» WHAT IS EXPECTED:
Looking at the entries below, state how many lines contain the word "stays". Give the number alone.

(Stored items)
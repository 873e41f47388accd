use argp::FromArgs;

/// Command to identify what a given file is.
#[derive(FromArgs, PartialEq, Eq, Debug)]
#[argp(subcommand, name = "info")]
#[argp(description = "Identify a file and print relevant information")]
pub struct InfoOption {
    #[argp(option, long = "format")]
    #[argp(description = "Only run the probe for this format (short name, e.g. \"bps\")")]
    pub format: Option<String>,

    #[argp(switch, long = "all")]
    #[argp(description = "Print every probe's verdict instead of the best match")]
    pub all: bool,

    //We always need an input file
    #[argp(positional)]
    #[argp(description = "Input file to be probed")]
    pub input: String,
}
#[test]
fn fceu_movie_header() {
    let mut data = vec![0u8; 32];
    data[..4].copy_from_slice(&0x4D4D_4346u32.to_le_bytes());
    data[4..8].copy_from_slice(&2u32.to_le_bytes());
    data[8..12].copy_from_slice(&5000u32.to_le_bytes());
    data[12..16].copy_from_slice(&77u32.to_le_bytes());
    let report = identify(&data, None);
    assert_eq!(report.format, FormatId::Fcm);
    assert!(report.valid);
    assert_eq!(
        report.payload,
        Payload::Fcm(FceuMovie { version: 2, frame_count: 5000, rerecord_count: 77 })
    );
}

#[test]
fn xex_fields_are_big_endian() {
    let mut data = vec![0u8; 32];
    data[..4].copy_from_slice(b"XEX2");
    data[4..8].copy_from_slice(&0x0000_0009u32.to_be_bytes());
    data[8..12].copy_from_slice(&0x3000u32.to_be_bytes());
    data[16..20].copy_from_slice(&0x0010_0000u32.to_be_bytes());
    let report = identify(&data, None);
    assert_eq!(report.format, FormatId::Xex);
    assert!(report.valid);
    let Payload::Xex(xex) = report.payload else { panic!("wrong payload") };
    assert!(xex.module_flags.contains(XexModuleFlags::TITLE_MODULE));
    assert!(xex.module_flags.contains(XexModuleFlags::DLL_MODULE));
    assert_eq!(xex.header_size, 0x3000);
    assert_eq!(xex.image_size, 0x0010_0000);
}

#[test]
fn ngage_image_uids() {
    let mut data = vec![0u8; 16];
    data[..4].copy_from_slice(&0x1000_0419u32.to_le_bytes());
    data[4..8].copy_from_slice(&0x1000_0037u32.to_le_bytes());
    data[8..12].copy_from_slice(&0x2000_B1A5u32.to_le_bytes());
    let report = identify(&data, None);
    assert_eq!(report.format, FormatId::Nge);
    assert!(report.valid);
    assert_eq!(
        report.payload,
        Payload::Nge(SymbianImage { uid1: 0x1000_0419, uid2: 0x1000_0037, uid3: 0x2000_B1A5 })
    );
}

#[test]
fn altair_standard_disk() {
    let report = identify(&vec![0u8; 256_256], None);
    assert_eq!(report.format, FormatId::Altair);
    assert!(report.valid);
    assert_eq!(report.source_size, 256_256);
    assert_eq!(
        report.payload,
        Payload::Disk(DiskGeometry {
            tracks: 77,
            sides: 1,
            sectors: 26,
            sector_size: 128,
            double_density: false
        })
    );
}

#[test]
fn altair_off_table_length_is_recognised_but_invalid() {
    let report = identify(&vec![0u8; 300_000], Some(FormatId::Altair));
    assert!(report.recognised);
    assert!(!report.valid);
    assert_eq!(
        report.payload,
        Payload::Disk(DiskGeometry {
            tracks: 77,
            sides: 1,
            sectors: 26,
            sector_size: 128,
            double_density: false
        })
    );
}

#[test]
fn exact_geometry_beats_an_earlier_guess() {
    //860160 sits inside the Altair bounds, but only as a guess; Agat owns it exactly
    let report = identify(&vec![0u8; 860_160], None);
    assert_eq!(report.format, FormatId::Agat);
    assert!(report.valid);
    assert_eq!(
        report.payload,
        Payload::Disk(DiskGeometry {
            tracks: 80,
            sides: 2,
            sectors: 21,
            sector_size: 256,
            double_density: true
        })
    );
}

#[test]
fn shared_length_resolves_by_registry_order() {
    //Alphatronic and Casio FP-1100 both ship 320K images; the earlier row wins
    let report = identify(&vec![0u8; 327_680], None);
    assert_eq!(report.format, FormatId::Alphatronic);
    assert!(report.valid);

    let hinted = identify(&vec![0u8; 327_680], Some(FormatId::CasioFp));
    assert_eq!(hinted.format, FormatId::CasioFp);
    assert!(hinted.valid);
}

#[test]
fn exact_chip_sizes_beat_rom_ranges() {
    let report = identify(&vec![0u8; 8192], None);
    assert_eq!(report.format, FormatId::Sfm);
    assert!(report.valid);
    assert_eq!(report.payload, Payload::Save(SaveRam { save_size: 8192, power_of_two: true }));
}

#[test]
fn rom_ranges_claim_their_calibres() {
    let report = identify(&vec![0u8; 4096], None);
    assert_eq!(report.format, FormatId::A52);
    assert_eq!(report.payload, Payload::Rom(RomImage { rom_size: 4096, has_header: false }));

    let report = identify(&vec![0u8; 1024], None);
    assert_eq!(report.format, FormatId::Mid);

    let report = identify(&vec![0u8; 512], None);
    assert_eq!(report.format, FormatId::Srm);
    assert_eq!(report.payload, Payload::Save(SaveRam { save_size: 512, power_of_two: true }));
}

#[test]
fn odd_save_length_clears_the_power_of_two_flag() {
    let report = identify(&vec![0u8; 600], Some(FormatId::Srm));
    assert!(report.valid);
    assert_eq!(report.payload, Payload::Save(SaveRam { save_size: 600, power_of_two: false }));
}

#[test]
fn intellivision_header_prefix_is_advisory() {
    let mut data = vec![0u8; 8192];
    data[0] = 0xA8;
    let report = identify(&data, Some(FormatId::Int));
    assert!(report.valid);
    assert_eq!(report.payload, Payload::Rom(RomImage { rom_size: 8192, has_header: true }));

    //A mismatch only clears the flag; the dump is no less real
    let report = identify(&vec![0x55u8; 8192], Some(FormatId::Int));
    assert!(report.valid);
    assert_eq!(report.payload, Payload::Rom(RomImage { rom_size: 8192, has_header: false }));
}

#[test]
fn oversized_intellivision_dump_is_recognised_but_invalid() {
    let report = identify(&vec![0u8; 70_000], Some(FormatId::Int));
    assert!(report.recognised);
    assert!(!report.valid);
    assert_eq!(report.source_size, 70_000);
}

#[test]
fn laseractive_claims_what_nothing_else_can() {
    let mut data = vec![0u8; 0x20_0000];
    let plain = identify(&data, None);
    assert_eq!(plain.format, FormatId::Lda);
    assert!(plain.valid);
    assert_eq!(plain.payload, Payload::Lda(LaserDisc { mega_ld: false }));

    data[0x100..0x104].copy_from_slice(b"SEGA");
    let marked = identify(&data, None);
    assert_eq!(marked.payload, Payload::Lda(LaserDisc { mega_ld: true }));
}

#[test]
fn extended_playlist_counts_entries() {
    let report = identify(b"#EXTM3U\n#EXTINF:123,Title\nfile.mp3\n", None);
    assert_eq!(report.format, FormatId::M3u);
    assert!(report.valid);
    assert_eq!(report.payload, Payload::M3u(Playlist { extended: true, entry_count: 1 }));
}

#[test]
fn playlist_tolerates_a_bom() {
    let report = identify(b"\xEF\xBB\xBF#EXTM3U\nfile.mp3\n", None);
    assert_eq!(report.format, FormatId::M3u);
    assert!(report.valid);
    assert_eq!(report.payload, Payload::M3u(Playlist { extended: true, entry_count: 1 }));
}

#[test]
fn plain_playlist_without_the_sentinel_is_unknown() {
    let report = identify(b"file1.mp3\nfile2.mp3\n", None);
    assert_eq!(report.format, FormatId::Unknown);
}

#[test]
fn gdi_first_line_track_count() {
    let report = identify(b"3\r\ntrack01.bin 0 4 2352\r\n", None);
    assert_eq!(report.format, FormatId::Gdi);
    assert!(report.valid);
    assert_eq!(report.payload, Payload::Gdi(CueSheet { track_count: 3 }));
}

#[test]
fn gdi_reads_at_most_two_digits() {
    let report = identify(b"100\r\n", None);
    assert_eq!(report.format, FormatId::Gdi);
    assert_eq!(report.payload, Payload::Gdi(CueSheet { track_count: 10 }));
}

#[test]
fn gdi_rejects_out_of_range_counts() {
    assert_eq!(identify(b"0\r\nwhatever", None).format, FormatId::Unknown);
    assert_eq!(identify(b"track01.bin", None).format, FormatId::Unknown);
}

#[test]
fn size_families_win_before_text_probes() {
    let mut data = vec![0u8; 256_256];
    data[..8].copy_from_slice(b"#EXTM3U\n");
    let report = identify(&data, None);
    assert_eq!(report.format, FormatId::Altair);
    assert!(report.valid);
}
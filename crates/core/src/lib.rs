//! This crate is used as a utilities library for shared functionality across Cartouche modules.
//!
//! The data module contains [`ByteView`](data::ByteView), the bounds-checked, endian-explicit
//! window every probe reads its input through. The report module holds the uniform result
//! envelope: [`Report`](report::Report), [`FormatId`](report::FormatId), and one payload record
//! per format family. The crc module carries CRC-16/IBM, the checksum the command line exposes
//! for vintage disk images.
//!
//! Nothing in this crate performs I/O or keeps mutable state; identification stays a pure
//! function of the bytes handed in.

#![cfg_attr(not(feature = "std"), no_std)]

pub mod crc;
pub mod data;
pub mod report;

//Pretty-printing pulls in String, so it stays behind std
#[cfg(feature = "std")]
pub mod util;

pub mod prelude;
//! Static descriptors: everything a probe needs to know about one format.
//!
//! The registry is a table of these. A descriptor carries the structural gates (magic literals,
//! size rules, text sentinel), the length bounds, presentation metadata, and a pointer to the
//! format's field extractor. Adding a format means adding one payload record and one row; the
//! strategies themselves never change.

use cartouche_core::prelude::*;

use crate::strategy::FieldReader;

/// Which of the probe strategies drives a format.
#[derive(Debug, Clone, Copy, PartialEq, Eq)]
#[non_exhaustive]
pub enum ProbeKind {
    /// One or more byte literals at fixed offsets; all must match.
    FixedMagic,
    /// Several alternative literals; any single match recognises the buffer.
    AltMagic,
    /// No magic at all; the buffer length is looked up in a rule table.
    SizeSet,
    /// A magic gate followed by a fixed field map.
    StructuredHeader,
    /// A magic gate plus a field group anchored at the end of the buffer.
    TrailingChecksum,
    /// A textual sentinel or first-line rule, tolerant of a UTF-8 BOM.
    TextHeader,
}

/// A byte literal expected at a fixed offset.
#[derive(Debug, Clone, Copy)]
pub struct Magic {
    pub offset: usize,
    pub bytes: &'static [u8],
}

/// One exact-length rule of a size-set probe, with the payload that length implies.
#[derive(Debug, Clone, Copy)]
pub struct SizeRule {
    pub size: usize,
    pub payload: Payload,
}

/// What a size-set probe does with an in-bounds length that matches no exact rule.
#[derive(Debug, Clone, Copy)]
#[non_exhaustive]
pub enum SizeFallback {
    /// The family only ships at its listed sizes; anything else is unrecognised.
    Reject,
    /// Bounds-only ROM families: any in-range length is a valid dump of that length.
    RomOfLength,
    /// Bounds-only save families: any in-range length is a valid dump, flagged for power of two.
    SaveOfLength,
    /// Derive a best-guess geometry from the length; recognised but never valid.
    Derive(fn(usize) -> DiskGeometry),
}

/// Extracts a format's payload through a truncation-tracking reader.
///
/// Returning `None` refuses the buffer outright, for probes whose gate is a parse rule rather
/// than a fixed literal.
pub type ParseFn = fn(&mut FieldReader<'_>) -> Option<Payload>;

/// A single registered format.
pub struct Descriptor {
    pub id: FormatId,
    /// Human-readable name, e.g. `"Beat patch"`.
    pub name: &'static str,
    pub category: Category,
    /// Typical file extensions, as hints for callers; never consulted by the probes.
    pub extensions: &'static [&'static str],
    /// Media type hint, `application/octet-stream` where nothing better is registered.
    pub media_type: &'static str,
    pub kind: ProbeKind,
    /// Smallest buffer the probe will look at. Anything shorter is refused before the gate.
    pub min_size: usize,
    /// Inclusive ceiling; a gated match above it is recognised but not valid.
    pub max_size: Option<usize>,
    /// Byte literals gating recognition. Any-of for [`ProbeKind::AltMagic`], all-of otherwise.
    pub magic: &'static [Magic],
    /// When set, a magic mismatch informs the payload instead of refusing the buffer.
    pub advisory_magic: bool,
    /// Sentinel prefix for text probes, checked after an optional BOM.
    pub text_prefix: Option<&'static [u8]>,
    /// Length of the field group anchored at `length - trailing_len`.
    pub trailing_len: usize,
    /// Exact-length rules for size-set probes, sorted ascending.
    pub size_rules: &'static [SizeRule],
    /// Policy for in-bounds lengths with no exact rule.
    pub fallback: SizeFallback,
    /// Field extractor; `None` for size-set rows, whose payloads come from the rule table.
    pub parse: Option<ParseFn>,
}

impl Descriptor {
    /// Number of gating magic bytes, the registry's measure of specificity. All-of gates count
    /// every literal; an any-of gate only guarantees its longest alternative; advisory magic
    /// recognises nothing by itself and counts as zero.
    #[must_use]
    pub fn magic_len(&self) -> usize {
        if self.advisory_magic {
            return 0;
        }
        match self.kind {
            ProbeKind::AltMagic => {
                self.magic.iter().map(|magic| magic.bytes.len()).max().unwrap_or(0)
            }
            _ => self.magic.iter().map(|magic| magic.bytes.len()).sum(),
        }
    }

    /// Whether `length` does not exceed the descriptor's ceiling.
    #[inline]
    #[must_use]
    pub fn within_max(&self, length: usize) -> bool {
        self.max_size.map_or(true, |max| length <= max)
    }
}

» FINISHED EXERCISE:
2